ワニなつノート

もっと子どもにあうために(その6)



もっと子どもにあうために(その6)


ふつう学級のための就学相談会で、「この子の一番かわいいところ」を書ききれないという親に出会う。それは「親になる喜び」を「この子にもらった」と聞こえる。


かつて、それを感じさせまいとする声に取り囲まれていた時代があった。

「この子」にもらえる「喜びなどない」と命じる声があった。

『「かわいそうで不幸な障害児」との出会いに喜びなどない。だから産んではいけない。検査してやる』と迫る声は今も続く。

この国では長い間、障害のある子は保育園からも地域の学校から拒絶されてきた。子どもが望んでも、親が望んでもかなわない現実があった。「きょうだい」はその隣にいた。

数年前でさえ、ふつう学級に行けますよと話した時、「行ってもいいんですか?夢のようです」という言葉が返ってきた。

障害は「直さなければいけない」、「この子は仲間じゃない」という声が周りにあふれる。
その社会の片隅で、「お前のきょうだい、しょうがいだろ」と迫られる場面は、ふつう学級、特別支援に関係なく、きょうだいを襲う。


地域のふつう学級に行くことを、「ゆめのようです」という親がいる。その向こう側に、夢もみれないきょうだいもいる。親が悲しむ夢を口にできないきょうだいもいる。保育園や学校だけの話ではない。その先にも人生は続いている。


「子どもは大人の顔を読んで、危機やケガがどれだけ深刻なのかを判断する」。
自分の痛みより、親の怯えた表情を子どもは見たくない。

事故や災害だけが子どものトラウマではない。社会の仕組みが命ずる声が、きょうだいのつながりに楔を打つこともある。何より「言葉にしてはいけない」と自分を責める苦しみを負う。


『直さなければいけない。直らないなら分ける。みんなと一緒にはさせない』。
そういって「恥の感覚」を植えつける声。その声は、「出会えてよかったという喜びと広がりの感覚」をなしにする。「大丈夫、うまくやれる」という希望をなしにする。

その声に囲まれ孤立した時を親が持つなら、本人もきょうだいも同じ時を持つ。「不安しかみえなかった」時を持つ。
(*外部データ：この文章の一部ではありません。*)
use std::backtrace::{Backtrace, BacktraceStatus};
use std::panic::PanicHookInfo;
use std::sync::Once;

use thiserror::Error;
use tickhouse_config::Environment;
use tracing::subscriber::{SetGlobalDefaultError, set_global_default};
use tracing_appender::{
    non_blocking::WorkerGuard,
    rolling::{self, InitError},
};
use tracing_log::{LogTracer, log_tracer::SetLoggerError};
use tracing_subscriber::{EnvFilter, FmtSubscriber, Registry, fmt, layer::SubscriberExt};

#[derive(Debug, Error)]
pub enum TracingError {
    #[error("failed to build rolling file appender: {0}")]
    InitAppender(#[from] InitError),

    #[error("failed to init log tracer: {0}")]
    InitLogTracer(#[from] SetLoggerError),

    #[error("failed to set global default subscriber: {0}")]
    SetGlobalDefault(#[from] SetGlobalDefaultError),

    #[error("an io error occurred: {0}")]
    Io(#[from] std::io::Error),
}

#[must_use]
pub enum LogFlusher {
    Flusher(WorkerGuard),
    NullFlusher,
}

static INIT_TEST_TRACING: Once = Once::new();

/// Call this function once at the beginning of a test and then set the ENABLE_TRACING
/// environment variable to 1 to view tracing in the terminal:
///
/// ENABLE_TRACING=1 cargo test <test_name>
///
pub fn init_test_tracing() {
    INIT_TEST_TRACING.call_once(|| {
        if std::env::var("ENABLE_TRACING").is_ok() {
            // Needed because if no env is set, it defaults to prod, which logs to files instead of
            // terminal, and we need to log to terminal when `ENABLE_TRACING` env var is set.
            Environment::Dev.set();
            let _log_flusher =
                init_tracing("test").expect("Failed to initialize tracing for tests");
        }
    });
}

/// Initializes tracing for the application.
///
/// Production environments log JSON to rotating files, development logs
/// pretty output to the terminal.
pub fn init_tracing(app_name: &str) -> Result<LogFlusher, TracingError> {
    // Initialize the log tracer to capture logs from the `log` crate
    // and send them to the `tracing` subscriber. This captures logs
    // from libraries that use the `log` crate.
    LogTracer::init()?;

    let is_prod = Environment::load()?.is_prod();

    // Set the default log level to `info` if not specified in the `RUST_LOG` environment variable.
    let filter = EnvFilter::try_from_default_env().unwrap_or_else(|_| "info".into());

    let log_flusher = if is_prod {
        configure_prod_tracing(filter, app_name)?
    } else {
        configure_dev_tracing(filter)?
    };

    set_tracing_panic_hook();

    // Return the log flusher to ensure logs are flushed before the application exits
    // without this the logs in memory may not be flushed to the file.
    Ok(log_flusher)
}

fn configure_prod_tracing(filter: EnvFilter, app_name: &str) -> Result<LogFlusher, TracingError> {
    let filename_suffix = "log";
    let log_dir = "logs";

    let file_appender = rolling::Builder::new()
        .filename_prefix(app_name)
        .filename_suffix(filename_suffix)
        // rotate the log file every day
        .rotation(rolling::Rotation::DAILY)
        // keep a maximum of 5 log files
        .max_log_files(5)
        .build(log_dir)?;

    // Create a non-blocking appender to avoid blocking the logging thread
    // when writing to the file.
    let (file_appender, guard) = tracing_appender::non_blocking(file_appender);

    let format = fmt::format()
        .with_level(true)
        // ANSI colors are only for terminal output
        .with_ansi(false)
        // Disable target to reduce noise in the logs
        .with_target(false);

    let subscriber = Registry::default().with(filter).with(
        fmt::layer()
            .event_format(format)
            .with_writer(file_appender)
            .json()
            .with_current_span(true)
            .with_span_list(true),
    );

    set_global_default(subscriber)?;

    Ok(LogFlusher::Flusher(guard))
}

fn configure_dev_tracing(filter: EnvFilter) -> Result<LogFlusher, TracingError> {
    let format = fmt::format()
        // Emit the log level in the log output
        .with_level(true)
        // Enable ANSI colors for terminal output
        .with_ansi(true)
        // Make it pretty
        .pretty()
        // Disable line number and file in the log output
        // to reduce noise in the logs
        .with_line_number(false)
        .with_file(false)
        .with_target(true);

    let subscriber_builder = FmtSubscriber::builder()
        .event_format(format)
        .with_env_filter(filter);

    let subscriber = subscriber_builder.finish();

    set_global_default(subscriber)?;

    Ok(LogFlusher::NullFlusher)
}

/// The default panic hook logs the panic information to stderr, which means
/// it will not be sent to our logging system. This function replaces the default panic
/// hook with a custom one that logs the panic information using `tracing`.
/// It also calls the original panic hook after logging the panic information.
fn set_tracing_panic_hook() {
    let prev_hook = std::panic::take_hook();
    std::panic::set_hook(Box::new(move |info| {
        panic_hook(info);
        prev_hook(info);
    }));
}

/// A custom panic hook that logs the panic information using `tracing`.
fn panic_hook(panic_info: &PanicHookInfo) {
    let backtrace = Backtrace::capture();
    let (backtrace, note) = match backtrace.status() {
        BacktraceStatus::Captured => (Some(backtrace), None),
        BacktraceStatus::Disabled => (
            None,
            Some("run with RUST_BACKTRACE=1 to display backtraces"),
        ),
        BacktraceStatus::Unsupported => {
            (None, Some("backtraces are not supported on this platform"))
        }
        _ => (None, Some("backtrace status is unknown")),
    };

    let payload = if let Some(s) = panic_info.payload().downcast_ref::<&str>() {
        s
    } else if let Some(s) = panic_info.payload().downcast_ref::<String>() {
        s
    } else {
        "unknown panic payload"
    };

    let location = panic_info.location().map(|location| location.to_string());

    tracing::error!(
        panic.payload = payload,
        payload.location = location,
        panic.backtrace = backtrace.map(tracing::field::display),
        panic.note = note,
        "a panic occurred",
    );
}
そして、きょうだいの寂しさは、親がきちんと関われず気持ちを汲めなかったからだと語られることがある。それはこの子に「障害」があったためであり、「誰も悪くない」とささやく。
きょうだいがうまく「理解」できなかったのは、親が「十分によい」環境を提供できなかったからだと語られるとき。それはこの子に「障害」があったためであり、「誰も悪くない」とささやく。責めてはいけない。誰も悪くない。その現実を受け止められるように、きょうだいにも「支援」をあげる・・・。

それは、「きょうだい」が将来子どもをもち、その子に障害があるとき。・・・誰もがありのままで生きていく社会を「夢のようなもの」に閉じ込めたままにならないか。
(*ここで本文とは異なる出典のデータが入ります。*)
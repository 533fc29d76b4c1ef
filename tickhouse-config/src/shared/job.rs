use std::collections::HashMap;

use serde::{Deserialize, Serialize};

use crate::shared::ValidationError;

/// What a replication job reads from the source.
#[derive(Debug, Clone, Serialize, Deserialize)]
#[serde(rename_all = "snake_case")]
pub enum SpecConfig {
    /// Replicate a whole named stream.
    Stream(String),
    /// Replicate the result of a source-side query.
    Query(String),
}

/// How resolved column names are built from source field descriptors.
#[derive(Debug, Clone, Copy, Serialize, Deserialize)]
#[serde(rename_all = "snake_case")]
pub enum NamingSchemeConfig {
    TypeAndName,
    Name,
    NameAndDatatype,
}

/// How existing target tables are treated when a replication run starts.
#[derive(Debug, Clone, Copy, Serialize, Deserialize)]
#[serde(rename_all = "snake_case")]
pub enum WriteModeConfig {
    /// Resume from the maximum already-replicated timestamp.
    Append,
    /// Drop and recreate the target tables.
    Rewrite,
}

/// Configuration for a single replication job.
///
/// A job binds a source selection to a target table layout plus the batching
/// parameters for the streaming loop.
#[derive(Debug, Clone, Serialize, Deserialize)]
pub struct JobConfig {
    /// Unique identifier for this job within the replicator instance.
    pub key: String,
    /// Source selection this job replicates.
    pub spec: SpecConfig,
    /// Base target table name.
    pub table: String,
    /// Column naming scheme.
    #[serde(default = "default_naming")]
    pub naming: NamingSchemeConfig,
    /// Write mode for existing tables.
    #[serde(default = "default_write_mode")]
    pub write_mode: WriteModeConfig,
    /// Whether tables carry a materialized partition date column.
    #[serde(default = "default_true")]
    pub include_partition_column: bool,
    /// Route each record type into its own table instead of one union table.
    #[serde(default)]
    pub split_by_type: bool,
    /// Explicit record type name to table name overrides.
    #[serde(default)]
    pub type_tables: HashMap<String, String>,
    /// Flush the batch once it holds at least this many rows.
    pub flush_row_count: usize,
    /// Flush the batch once this many milliseconds have elapsed since the
    /// previous flush.
    pub flush_interval_ms: u64,
}

fn default_naming() -> NamingSchemeConfig {
    NamingSchemeConfig::TypeAndName
}

fn default_write_mode() -> WriteModeConfig {
    WriteModeConfig::Append
}

fn default_true() -> bool {
    true
}

impl JobConfig {
    /// Validates batching parameters for this job.
    pub fn validate(&self) -> Result<(), ValidationError> {
        if self.key.is_empty() {
            return Err(ValidationError::EmptyJobKey);
        }
        if self.flush_row_count == 0 {
            return Err(ValidationError::FlushRowCountZero(self.key.clone()));
        }
        if self.flush_interval_ms == 0 {
            return Err(ValidationError::FlushIntervalZero(self.key.clone()));
        }

        Ok(())
    }
}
この子のいる場所が、ふつう学級であるときと、特別支援学校であるときと、きょうだいに必要な支援は違う。この社会が分けてきた歴史と、これからどこへ向かうのかという話を抜きに、きょうだいに寂しい思いをさせないように、という話は、幼いきょうだいたちに失礼ではないのかな。


本当は、親子・きょうだいがもともと自然につながっていた、ありのままの形を妨げたのは、「障害」でなく、大人たちの「阻害」の影響が圧倒的だ。私の体験はそう教えている。

家族のなかにもともとあったつながりを分ける力。その圧倒的な力に、幼い子どもは抗う術をもたない。

大切なのは、きょうだいがもともと持っているつながりを手放さなくていいと伝える声。
きょうだいである喜びにつながっている姿。それを「手放さなくていいんだよ」と私たちはどうしたら言えるだろう。それを見失ってしまったとしたら、取り戻すためには何ができるだろう。


『レジリエンスは主体性の産物であり、自分の行動には何らかの効果があるのを承知していればこそ生まれる。』


私の出会ってきたきょうだいは、生まれた子どもに障害があるときに、迷わずふつう学級に行く。

「自分の感じている感情に間違いはないと、自分の声、自分の言葉をちゃんと受け止めてくれる人がいるという体験」に支えられている。